[Stored items]

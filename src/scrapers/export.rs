//! Per-page export capture.
//!
//! The portal produces exports as browser downloads with a fixed filename,
//! so two pages' exports would land on top of each other. The capturer
//! snapshots the watched directory before triggering the export, polls for a
//! completed newcomer, lets the write settle, and immediately renames the
//! file to a page-scoped name. The rename is the collision-avoidance
//! mechanism: once it has happened, the next page's download cannot touch
//! this page's artifact.

use std::collections::HashSet;
use std::path::PathBuf;
use std::time::Duration;

use anyhow::{Context, Result};
use tokio::time::sleep;
use tracing::{debug, info, warn};

use crate::scrapers::poll::poll_until;
use crate::scrapers::surface::{Locator, RenderSurface};

/// Suffixes Chrome and friends use for in-progress downloads.
const PARTIAL_SUFFIXES: &[&str] = &[".crdownload", ".part", ".tmp", ".download"];

/// Outcome of one page's export attempt. Both failure shapes are non-fatal:
/// the page is simply recorded as having no artifact.
#[derive(Debug, Clone, PartialEq, Eq)]
pub enum CaptureOutcome {
    Captured(PathBuf),
    NoControl,
    TimedOut,
}

/// Triggers the export control and captures the resulting download.
pub struct ExportCapturer {
    download_dir: PathBuf,
    controls: Vec<Locator>,
    file_timeout: Duration,
    poll_interval: Duration,
    settle: Duration,
}

impl ExportCapturer {
    pub fn new(
        download_dir: PathBuf,
        file_timeout: Duration,
        poll_interval: Duration,
        settle: Duration,
    ) -> Self {
        Self {
            download_dir,
            controls: default_export_controls(),
            file_timeout,
            poll_interval,
            settle,
        }
    }

    /// Trigger the export for page `page` and capture the download under a
    /// page-scoped name.
    pub async fn capture(
        &self,
        surface: &dyn RenderSurface,
        page: u32,
    ) -> Result<CaptureOutcome> {
        let before = self.snapshot()?;

        let Some(control) = self.find_control(surface).await? else {
            warn!(page, "no export control found");
            return Ok(CaptureOutcome::NoControl);
        };

        let clicked = match surface.click(&control).await {
            Ok(clicked) => clicked,
            Err(e) => {
                warn!(page, "direct click on {control} failed: {e}");
                false
            }
        };
        if !clicked {
            let _ = surface.invoke(&control).await?;
        }

        let before_ref = &before;
        let Some(path) = poll_until(self.file_timeout, self.poll_interval, move || async move {
            self.new_complete_file(before_ref)
        })
        .await
        else {
            warn!(page, "no export file appeared within the timeout");
            return Ok(CaptureOutcome::TimedOut);
        };

        // Grace period for the tail of the write before we touch the file.
        sleep(self.settle).await;

        let original = path
            .file_name()
            .and_then(|n| n.to_str())
            .unwrap_or("export.xls");
        let target = self.download_dir.join(format!("page_{page}_{original}"));
        std::fs::rename(&path, &target)
            .with_context(|| format!("renaming export {} -> {}", path.display(), target.display()))?;

        info!(page, artifact = %target.display(), "export captured");
        Ok(CaptureOutcome::Captured(target))
    }

    async fn find_control(&self, surface: &dyn RenderSurface) -> Result<Option<Locator>> {
        for control in &self.controls {
            if surface.exists(control).await? {
                debug!(%control, "export control located");
                return Ok(Some(control.clone()));
            }
        }
        Ok(None)
    }

    fn snapshot(&self) -> Result<HashSet<String>> {
        let mut names = HashSet::new();
        for entry in std::fs::read_dir(&self.download_dir)
            .with_context(|| format!("reading download dir {}", self.download_dir.display()))?
        {
            names.insert(entry?.file_name().to_string_lossy().into_owned());
        }
        Ok(names)
    }

    /// A file that was not in the pre-trigger snapshot and is not an
    /// in-progress marker. Directory read errors count as "nothing yet".
    fn new_complete_file(&self, before: &HashSet<String>) -> Option<PathBuf> {
        let entries = std::fs::read_dir(&self.download_dir).ok()?;
        for entry in entries.flatten() {
            let name = entry.file_name().to_string_lossy().into_owned();
            if before.contains(&name) || is_partial(&name) {
                continue;
            }
            if entry.file_type().map(|t| t.is_file()).unwrap_or(false) {
                return Some(entry.path());
            }
        }
        None
    }
}

fn default_export_controls() -> Vec<Locator> {
    vec![
        Locator::css("#btnExcel".to_string()),
        Locator::css("a.btn_excel".to_string()),
        Locator::text("a", "EXCEL"),
    ]
}

fn is_partial(name: &str) -> bool {
    name.starts_with('.')
        || PARTIAL_SUFFIXES
            .iter()
            .any(|suffix| name.to_ascii_lowercase().ends_with(suffix))
}

#[cfg(test)]
mod tests {
    use std::path::Path;
    use std::sync::Mutex;

    use async_trait::async_trait;
    use tempfile::TempDir;

    use super::*;

    /// Surface whose export control drops a file into the watched directory,
    /// the way the real portal's download does.
    struct DownloadingSurface {
        dir: PathBuf,
        filename: String,
        payloads: Mutex<Vec<String>>,
    }

    impl DownloadingSurface {
        fn new(dir: &Path, filename: &str, payloads: &[&str]) -> Self {
            Self {
                dir: dir.to_path_buf(),
                filename: filename.to_string(),
                payloads: Mutex::new(payloads.iter().rev().map(|s| s.to_string()).collect()),
            }
        }
    }

    #[async_trait]
    impl RenderSurface for DownloadingSurface {
        async fn goto(&self, _url: &str) -> Result<()> {
            Ok(())
        }

        async fn exists(&self, locator: &Locator) -> Result<bool> {
            Ok(matches!(locator, Locator::Css(s) if s == "#btnExcel"))
        }

        async fn read_text(&self, _locator: &Locator) -> Result<Option<String>> {
            Ok(None)
        }

        async fn full_text(&self) -> Result<String> {
            Ok(String::new())
        }

        async fn click(&self, _locator: &Locator) -> Result<bool> {
            if let Some(payload) = self.payloads.lock().unwrap().pop() {
                std::fs::write(self.dir.join(&self.filename), payload)?;
            }
            Ok(true)
        }

        async fn invoke(&self, locator: &Locator) -> Result<bool> {
            self.click(locator).await
        }

        async fn eval(&self, _js: &str) -> Result<serde_json::Value> {
            Ok(serde_json::Value::Null)
        }
    }

    fn capturer(dir: &Path) -> ExportCapturer {
        ExportCapturer::new(
            dir.to_path_buf(),
            Duration::from_millis(100),
            Duration::from_millis(1),
            Duration::from_millis(1),
        )
    }

    #[tokio::test]
    async fn sequential_captures_get_distinct_names() {
        let dir = TempDir::new().unwrap();
        let surface = DownloadingSurface::new(dir.path(), "notam_list.xls", &["one", "two"]);
        let capturer = capturer(dir.path());

        let first = capturer.capture(&surface, 1).await.unwrap();
        let second = capturer.capture(&surface, 2).await.unwrap();

        let CaptureOutcome::Captured(first) = first else {
            panic!("page 1 not captured: {first:?}");
        };
        let CaptureOutcome::Captured(second) = second else {
            panic!("page 2 not captured: {second:?}");
        };

        assert_ne!(first, second);
        assert_eq!(
            first.file_name().unwrap().to_str().unwrap(),
            "page_1_notam_list.xls"
        );
        assert_eq!(std::fs::read_to_string(&first).unwrap(), "one");
        assert_eq!(std::fs::read_to_string(&second).unwrap(), "two");
    }

    #[tokio::test]
    async fn times_out_when_nothing_downloads() {
        let dir = TempDir::new().unwrap();
        let surface = DownloadingSurface::new(dir.path(), "notam_list.xls", &[]);
        let capturer = capturer(dir.path());

        let outcome = capturer.capture(&surface, 1).await.unwrap();
        assert_eq!(outcome, CaptureOutcome::TimedOut);
    }

    #[tokio::test]
    async fn partial_downloads_are_not_captured() {
        let dir = TempDir::new().unwrap();
        let surface =
            DownloadingSurface::new(dir.path(), "notam_list.xls.crdownload", &["partial"]);
        let capturer = capturer(dir.path());

        let outcome = capturer.capture(&surface, 1).await.unwrap();
        assert_eq!(outcome, CaptureOutcome::TimedOut);
    }

    #[tokio::test]
    async fn missing_control_is_nonfatal() {
        struct NoControls;

        #[async_trait]
        impl RenderSurface for NoControls {
            async fn goto(&self, _url: &str) -> Result<()> {
                Ok(())
            }
            async fn exists(&self, _locator: &Locator) -> Result<bool> {
                Ok(false)
            }
            async fn read_text(&self, _locator: &Locator) -> Result<Option<String>> {
                Ok(None)
            }
            async fn full_text(&self) -> Result<String> {
                Ok(String::new())
            }
            async fn click(&self, _locator: &Locator) -> Result<bool> {
                Ok(false)
            }
            async fn invoke(&self, _locator: &Locator) -> Result<bool> {
                Ok(false)
            }
            async fn eval(&self, _js: &str) -> Result<serde_json::Value> {
                Ok(serde_json::Value::Null)
            }
        }

        let dir = TempDir::new().unwrap();
        let capturer = capturer(dir.path());
        let outcome = capturer.capture(&NoControls, 1).await.unwrap();
        assert_eq!(outcome, CaptureOutcome::NoControl);
    }

    #[test]
    fn partial_marker_detection() {
        assert!(is_partial("export.xls.crdownload"));
        assert!(is_partial("export.xls.PART"));
        assert!(is_partial(".hidden"));
        assert!(!is_partial("notam_list.xls"));
        assert!(!is_partial("page_1_notam_list.xls"));
    }
}
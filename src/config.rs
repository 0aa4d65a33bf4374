use clap::Parser;
use std::path::PathBuf;
use std::time::Duration;

use crate::backend::BackendMode;
use crate::cache::CacheConfig;
use crate::dispatcher::DispatchConfig;
use crate::load_balancer::BalancePolicy;
use crate::scanner::ScannerConfig;

// CLI argument structure
#[derive(Parser, Debug, Clone)]
#[command(name = "imagegen-gateway")]
#[command(about = "Speculative image generation for streamed chat text")]
pub struct Args {
    /// Port to run the server on
    #[arg(short, long, default_value_t = 8080)]
    pub port: u16,

    /// Primary backend mode
    #[arg(long, value_enum, default_value_t = BackendMode::DirectKey)]
    pub mode: BackendMode,

    /// API keys for direct-key mode, comma-separated, used round-robin
    #[arg(long, value_delimiter = ',')]
    pub api_keys: Vec<String>,

    #[arg(long, default_value = "https://generativelanguage.googleapis.com/v1beta")]
    pub direct_endpoint: String,

    #[arg(long, default_value = "gemini-2.5-flash-image")]
    pub direct_model: String,

    /// Proxy endpoints (comma-separated)
    /// Example: "localhost:3000,proxy.internal:3000"
    #[arg(long, value_delimiter = ',')]
    pub proxy_urls: Vec<String>,

    /// Bearer credential shared by all proxy endpoints
    #[arg(long)]
    pub proxy_api_key: Option<String>,

    #[arg(long, default_value = "gemini-2.5-flash-image")]
    pub proxy_model: String,

    #[arg(long, value_enum, default_value_t = BalancePolicy::RoundRobin)]
    pub lb_policy: BalancePolicy,

    /// Route everything to the local workflow server, whatever the mode
    #[arg(long)]
    pub local_workflow: bool,

    #[arg(long, default_value = "http://127.0.0.1:8188")]
    pub comfy_url: String,

    /// Workflow JSON with %prompt% and %seed% placeholders
    #[arg(long)]
    pub workflow_file: Option<PathBuf>,

    /// Cache TTL in days, 0 disables the cache
    #[arg(short, long, default_value_t = 7)]
    pub cache_ttl_days: u64,

    /// JSON file backing the cache; memory only when unset
    #[arg(long)]
    pub cache_path: Option<PathBuf>,

    #[arg(long, default_value_t = 256)]
    pub cache_max_entries: usize,

    /// Backlog parallelism; defaults to the proxy endpoint count in proxy mode, else 1
    #[arg(long)]
    pub concurrency: Option<usize>,

    #[arg(long, default_value = "image:{")]
    pub marker_open: String,

    #[arg(long, default_value = "}")]
    pub marker_close: String,

    /// Disable prompt extraction from streamed JSON payloads
    #[arg(long)]
    pub no_heuristic: bool,

    #[arg(long, default_value = "prompt")]
    pub heuristic_field: String,

    #[arg(long, default_value_t = 40)]
    pub heuristic_min_chars: usize,

    #[arg(long, default_value_t = 1000)]
    pub heuristic_max_chars: usize,

    /// Per-request timeout in seconds
    #[arg(long, default_value_t = 120)]
    pub request_timeout: u64,

    #[arg(long, default_value_t = 1000)]
    pub poll_interval_ms: u64,

    #[arg(long, default_value_t = 600)]
    pub poll_max_attempts: u32,

    /// Directory holding named reference images
    #[arg(long)]
    pub reference_dir: Option<PathBuf>,

    /// Queue spans instead of generating while the text streams
    #[arg(long)]
    pub no_speculative: bool,

    /// Proxy health check interval in seconds, 0 disables
    #[arg(long, default_value_t = 30)]
    pub health_interval: u64,

    /// Per-stream text buffer ceiling in bytes
    #[arg(long, default_value_t = 256 * 1024)]
    pub buffer_ceiling: usize,

    /// Forget streams idle for this many seconds, 0 keeps them
    #[arg(long, default_value_t = 600)]
    pub stream_idle_secs: u64,
}

/// Everything a backend needs; fixed for the lifetime of the process.
#[derive(Debug, Clone)]
pub struct BackendConfig {
    pub mode: BackendMode,
    pub api_keys: Vec<String>,
    pub direct_endpoint: String,
    pub direct_model: String,
    pub proxy_urls: Vec<String>,
    pub proxy_api_key: Option<String>,
    pub proxy_model: String,
    pub balance_policy: BalancePolicy,
    pub local_workflow: bool,
    pub comfy_url: String,
    pub workflow_file: Option<PathBuf>,
    pub request_timeout: Duration,
    pub poll_interval: Duration,
    pub poll_max_attempts: u32,
}

impl Default for BackendConfig {
    fn default() -> Self {
        Self {
            mode: BackendMode::DirectKey,
            api_keys: Vec::new(),
            direct_endpoint: "https://generativelanguage.googleapis.com/v1beta".to_string(),
            direct_model: "gemini-2.5-flash-image".to_string(),
            proxy_urls: Vec::new(),
            proxy_api_key: None,
            proxy_model: "gemini-2.5-flash-image".to_string(),
            balance_policy: BalancePolicy::RoundRobin,
            local_workflow: false,
            comfy_url: "http://127.0.0.1:8188".to_string(),
            workflow_file: None,
            request_timeout: Duration::from_secs(120),
            poll_interval: Duration::from_secs(1),
            poll_max_attempts: 600,
        }
    }
}

impl BackendConfig {
    // one slot per proxy endpoint, otherwise strictly sequential
    pub fn default_concurrency(&self) -> usize {
        if self.local_workflow || self.mode != BackendMode::LoadBalancedProxy {
            return 1;
        }
        self.proxy_urls
            .iter()
            .filter(|url| !url.trim().is_empty())
            .count()
            .max(1)
    }
}

impl Args {
    pub fn backend_config(&self) -> BackendConfig {
        BackendConfig {
            mode: self.mode,
            api_keys: self.api_keys.clone(),
            direct_endpoint: self.direct_endpoint.clone(),
            direct_model: self.direct_model.clone(),
            proxy_urls: self.proxy_urls.clone(),
            proxy_api_key: self.proxy_api_key.clone(),
            proxy_model: self.proxy_model.clone(),
            balance_policy: self.lb_policy,
            local_workflow: self.local_workflow,
            comfy_url: self.comfy_url.clone(),
            workflow_file: self.workflow_file.clone(),
            request_timeout: Duration::from_secs(self.request_timeout.max(1)),
            poll_interval: Duration::from_millis(self.poll_interval_ms),
            poll_max_attempts: self.poll_max_attempts,
        }
    }

    pub fn scanner_config(&self) -> ScannerConfig {
        ScannerConfig {
            open_token: self.marker_open.clone(),
            close_token: self.marker_close.clone(),
            heuristic_enabled: !self.no_heuristic,
            heuristic_field: self.heuristic_field.clone(),
            heuristic_min_chars: self.heuristic_min_chars,
            heuristic_max_chars: self.heuristic_max_chars.max(self.heuristic_min_chars),
        }
    }

    pub fn cache_config(&self) -> CacheConfig {
        CacheConfig {
            ttl_days: self.cache_ttl_days,
            path: self.cache_path.clone(),
            max_entries: self.cache_max_entries,
        }
    }

    pub fn dispatch_config(&self) -> DispatchConfig {
        DispatchConfig {
            speculative: !self.no_speculative,
            buffer_ceiling: self.buffer_ceiling,
            stream_idle: Duration::from_secs(self.stream_idle_secs),
            ..DispatchConfig::default()
        }
    }

    pub fn concurrency_limit(&self) -> usize {
        self.concurrency
            .filter(|n| *n > 0)
            .unwrap_or_else(|| self.backend_config().default_concurrency())
    }
}

#[cfg(test)]
mod tests {
    use super::*;

    #[test]
    fn defaults_parse() {
        let args = Args::parse_from(["imagegen-gateway"]);
        assert_eq!(args.mode, BackendMode::DirectKey);
        assert_eq!(args.cache_ttl_days, 7);
        assert_eq!(args.concurrency_limit(), 1);
        assert!(args.dispatch_config().speculative);
        assert_eq!(args.dispatch_config().stream_idle, Duration::from_secs(600));
        assert!(args.scanner_config().heuristic_enabled);
    }

    #[test]
    fn proxy_mode_concurrency_follows_endpoint_count() {
        let args = Args::parse_from([
            "imagegen-gateway",
            "--mode",
            "load-balanced-proxy",
            "--proxy-urls",
            "http://a,http://b,http://c",
            "--lb-policy",
            "random",
        ]);
        assert_eq!(args.proxy_urls.len(), 3);
        assert_eq!(args.lb_policy, BalancePolicy::Random);
        assert_eq!(args.concurrency_limit(), 3);
    }

    #[test]
    fn explicit_concurrency_wins() {
        let args = Args::parse_from([
            "imagegen-gateway",
            "--mode",
            "load-balanced-proxy",
            "--proxy-urls",
            "http://a,http://b",
            "--concurrency",
            "5",
        ]);
        assert_eq!(args.concurrency_limit(), 5);
    }

    #[test]
    fn local_workflow_runs_one_at_a_time() {
        let args = Args::parse_from([
            "imagegen-gateway",
            "--mode",
            "load-balanced-proxy",
            "--proxy-urls",
            "http://a,http://b",
            "--local-workflow",
        ]);
        assert_eq!(args.concurrency_limit(), 1);
    }

    #[test]
    fn marker_and_heuristic_settings_flow_into_scanner() {
        let args = Args::parse_from([
            "imagegen-gateway",
            "--marker-open",
            "<img>",
            "--marker-close",
            "</img>",
            "--heuristic-min-chars",
            "50",
            "--heuristic-max-chars",
            "20",
            "--no-heuristic",
        ]);
        let scanner = args.scanner_config();
        assert_eq!(scanner.open_token, "<img>");
        assert_eq!(scanner.close_token, "</img>");
        assert!(!scanner.heuristic_enabled);
        assert_eq!(scanner.heuristic_max_chars, 50);
    }
}
use regex::Regex;

use crate::models::GenerationRequest;

#[derive(Debug, Clone)]
pub struct ScannerConfig {
    // operator marker pair, tried alongside the built-in spellings
    pub open_token: String,
    pub close_token: String,
    pub heuristic_enabled: bool,
    pub heuristic_field: String,
    pub heuristic_min_chars: usize,
    pub heuristic_max_chars: usize,
}

impl Default for ScannerConfig {
    fn default() -> Self {
        Self {
            open_token: "image:{".to_string(),
            close_token: "}".to_string(),
            heuristic_enabled: true,
            heuristic_field: "prompt".to_string(),
            heuristic_min_chars: 40,
            heuristic_max_chars: 1000,
        }
    }
}

// Pure over its input; spans without a closer yield nothing yet
pub struct MarkerScanner {
    plain: Regex,
    reference: Regex,
    field: Regex,
    config: ScannerConfig,
}

impl MarkerScanner {
    pub fn new(config: ScannerConfig) -> Result<Self, regex::Error> {
        // every opener is paired with its own closer
        let mut forms = vec![r"image:\{(.*?)\}".to_string(), r"###image:(.*?)###".to_string()];
        if !config.open_token.is_empty() && !config.close_token.is_empty() {
            forms.insert(
                0,
                format!(
                    "{}(.*?){}",
                    regex::escape(&config.open_token),
                    regex::escape(&config.close_token)
                ),
            );
        }
        let plain = Regex::new(&format!("(?is){}", forms.join("|")))?;
        let reference = Regex::new(r"(?is)imageref:([^\s{}]+)\{(.*?)\}")?;
        let field = Regex::new(&format!(
            r#""{}"\s*:\s*""#,
            regex::escape(&config.heuristic_field)
        ))?;

        Ok(Self {
            plain,
            reference,
            field,
            config,
        })
    }

    pub fn scan(&self, text: &str) -> Vec<GenerationRequest> {
        let mut found: Vec<(usize, GenerationRequest)> = Vec::new();

        for caps in self.plain.captures_iter(text) {
            let Some(whole) = caps.get(0) else { continue };
            let body = caps
                .iter()
                .skip(1)
                .flatten()
                .next()
                .map(|m| m.as_str().trim())
                .unwrap_or_default();
            if body.is_empty() {
                continue;
            }
            found.push((whole.start(), GenerationRequest::new(body)));
        }

        for caps in self.reference.captures_iter(text) {
            let (Some(whole), Some(name), Some(body)) = (caps.get(0), caps.get(1), caps.get(2))
            else {
                continue;
            };
            let name = name.as_str().trim();
            let body = body.as_str().trim();
            if name.is_empty() || body.is_empty() {
                continue;
            }
            found.push((whole.start(), GenerationRequest::with_reference(body, name)));
        }

        found.sort_by_key(|(start, _)| *start);
        found.into_iter().map(|(_, request)| request).collect()
    }

    // Best-effort prompt from a streaming JSON payload, gated by the
    // configured thresholds. The once-per-message rule lives with the caller.
    pub fn heuristic(&self, payload: &str) -> Option<GenerationRequest> {
        if !self.config.heuristic_enabled {
            return None;
        }
        let fragment = self.extract_field(payload)?;
        let fragment = fragment.trim();
        if fragment.chars().count() < self.config.heuristic_min_chars {
            return None;
        }
        let capped: String = fragment
            .chars()
            .take(self.config.heuristic_max_chars)
            .collect();
        let capped = capped.trim();
        if capped.is_empty() {
            return None;
        }
        Some(GenerationRequest::new(capped))
    }

    // Reads the configured field's string value up to the next unescaped
    // quote, or to the end of the buffer if it is still open.
    pub fn extract_field(&self, payload: &str) -> Option<String> {
        let start = self.field.find(payload)?.end();
        let rest = &payload[start..];

        let mut end = rest.len();
        let mut escaped = false;
        for (idx, ch) in rest.char_indices() {
            if escaped {
                escaped = false;
                continue;
            }
            match ch {
                '\\' => escaped = true,
                '"' => {
                    end = idx;
                    break;
                }
                _ => {}
            }
        }
        Some(unescape_json_fragment(&rest[..end]))
    }
}

fn unescape_json_fragment(raw: &str) -> String {
    let mut out = String::with_capacity(raw.len());
    let mut chars = raw.chars();
    while let Some(ch) = chars.next() {
        if ch != '\\' {
            out.push(ch);
            continue;
        }
        // a trailing lone backslash is an escape cut off mid-stream
        let Some(next) = chars.next() else { break };
        match next {
            'n' => out.push('\n'),
            't' => out.push('\t'),
            'r' => out.push('\r'),
            'b' | 'f' => {}
            '"' => out.push('"'),
            '\\' => out.push('\\'),
            '/' => out.push('/'),
            'u' => {
                let hex: String = chars.by_ref().take(4).collect();
                if hex.len() < 4 {
                    break;
                }
                if let Some(decoded) = u32::from_str_radix(&hex, 16).ok().and_then(char::from_u32)
                {
                    out.push(decoded);
                }
            }
            other => {
                out.push('\\');
                out.push(other);
            }
        }
    }
    out
}
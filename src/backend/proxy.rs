use async_trait::async_trait;
use lazy_static::lazy_static;
use regex::Regex;
use serde_json::{Value, json};
use std::sync::Arc;
use std::time::Duration;
use tracing::{debug, warn};

use super::{BackendCall, BackendError, ImageBackend, response_json};
use crate::load_balancer::LoadBalancer;
use crate::models::ImagePayload;

/// Recognises one way a proxy can hand back an image.
pub type ShapeDetector = fn(&Value) -> Option<ImagePayload>;

// Tried in order; the first match wins. A new vendor shape is one more entry.
pub const DEFAULT_DETECTORS: &[ShapeDetector] =
    &[detect_message_images, detect_content_data_uri, detect_data_b64];

lazy_static! {
    static ref DATA_URI: Regex =
        Regex::new(r"data:image/[a-zA-Z0-9.+-]+;base64,[A-Za-z0-9+/=]+").unwrap();
}

/// OpenAI-compatible chat endpoint behind a pool of reverse proxies sharing
/// one bearer credential.
pub struct ProxyBackend {
    client: reqwest::Client,
    balancer: Arc<LoadBalancer>,
    api_key: Option<String>,
    model: String,
    timeout: Duration,
    detectors: Vec<ShapeDetector>,
}

impl ProxyBackend {
    pub fn new(
        client: reqwest::Client,
        balancer: Arc<LoadBalancer>,
        api_key: Option<String>,
        model: impl Into<String>,
        timeout: Duration,
    ) -> Self {
        Self {
            client,
            balancer,
            api_key: api_key.filter(|k| !k.trim().is_empty()),
            model: model.into(),
            timeout,
            detectors: DEFAULT_DETECTORS.to_vec(),
        }
    }

    fn request_body(&self, call: &BackendCall<'_>) -> Value {
        let content = match call.reference {
            Some(reference) => json!([
                { "type": "text", "text": call.prompt },
                { "type": "image_url", "image_url": { "url": reference.data_uri() } },
            ]),
            None => json!(call.prompt),
        };
        json!({
            "model": self.model,
            "messages": [{ "role": "user", "content": content }],
            "stream": false,
        })
    }

    fn detect(&self, body: &Value) -> Option<ImagePayload> {
        self.detectors.iter().find_map(|detect| detect(body))
    }
}

#[async_trait]
impl ImageBackend for ProxyBackend {
    fn name(&self) -> &str {
        "load-balanced-proxy"
    }

    async fn generate(&self, call: BackendCall<'_>) -> Result<ImagePayload, BackendError> {
        let api_key = self
            .api_key
            .as_deref()
            .ok_or(BackendError::MissingCredential("load-balanced-proxy"))?;
        let endpoint = self
            .balancer
            .get_endpoint()
            .ok_or(BackendError::MissingEndpoint("load-balanced-proxy"))?;
        debug!(endpoint = %endpoint.url, "proxy request");

        let result = self
            .client
            .post(format!("{}/v1/chat/completions", endpoint.url))
            .bearer_auth(api_key)
            .timeout(self.timeout)
            .json(&self.request_body(&call))
            .send()
            .await;

        let response = match result {
            Ok(res) => res,
            // Marking endpoint as unhealthy on transport error
            Err(e) => {
                endpoint.set_healthy(false);
                warn!(endpoint = %endpoint.url, error = %e, "proxy endpoint failed, marked unhealthy");
                return Err(e.into());
            }
        };

        let body = response_json(response).await?;
        self.detect(&body).ok_or_else(|| {
            let reason = body
                .pointer("/choices/0/finish_reason")
                .and_then(Value::as_str)
                .unwrap_or("response contained no image");
            BackendError::NoResultProduced(reason.to_string())
        })
    }
}

// choices[0].message.images[0].image_url.url
pub fn detect_message_images(body: &Value) -> Option<ImagePayload> {
    let image = body.pointer("/choices/0/message/images/0")?;
    let url = image
        .pointer("/image_url/url")
        .or_else(|| image.get("url"))
        .and_then(Value::as_str)?;
    ImagePayload::from_data_uri(url)
}

// a data URI somewhere in the text content, bare or inside ![..](..)
pub fn detect_content_data_uri(body: &Value) -> Option<ImagePayload> {
    let content = body.pointer("/choices/0/message/content")?;
    let text = match content {
        Value::String(text) => text.clone(),
        Value::Array(parts) => parts
            .iter()
            .filter_map(|part| part.get("text").and_then(Value::as_str))
            .collect::<Vec<_>>()
            .join("\n"),
        _ => return None,
    };
    let found = DATA_URI.find(&text)?;
    ImagePayload::from_data_uri(found.as_str())
}

// data[0].b64_json, images-API style
pub fn detect_data_b64(body: &Value) -> Option<ImagePayload> {
    let item = body.pointer("/data/0")?;
    if let Some(b64) = item.get("b64_json").and_then(Value::as_str) {
        if !b64.trim().is_empty() {
            return Some(ImagePayload::from_base64("image/png", b64));
        }
    }
    item.get("url")
        .and_then(Value::as_str)
        .and_then(ImagePayload::from_data_uri)
}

### Task objective
Return every line above in which the string "push" occurs.

### Exercise output
            found.push((whole.start(), GenerationRequest::new(body)));
            found.push((whole.start(), GenerationRequest::with_reference(body, name)));
            out.push(ch);
            'n' => out.push('\n'),
            't' => out.push('\t'),
            'r' => out.push('\r'),
            '"' => out.push('"'),
            '\\' => out.push('\\'),
            '/' => out.push('/'),
                    out.push(decoded);
                out.push('\\');
                out.push(other);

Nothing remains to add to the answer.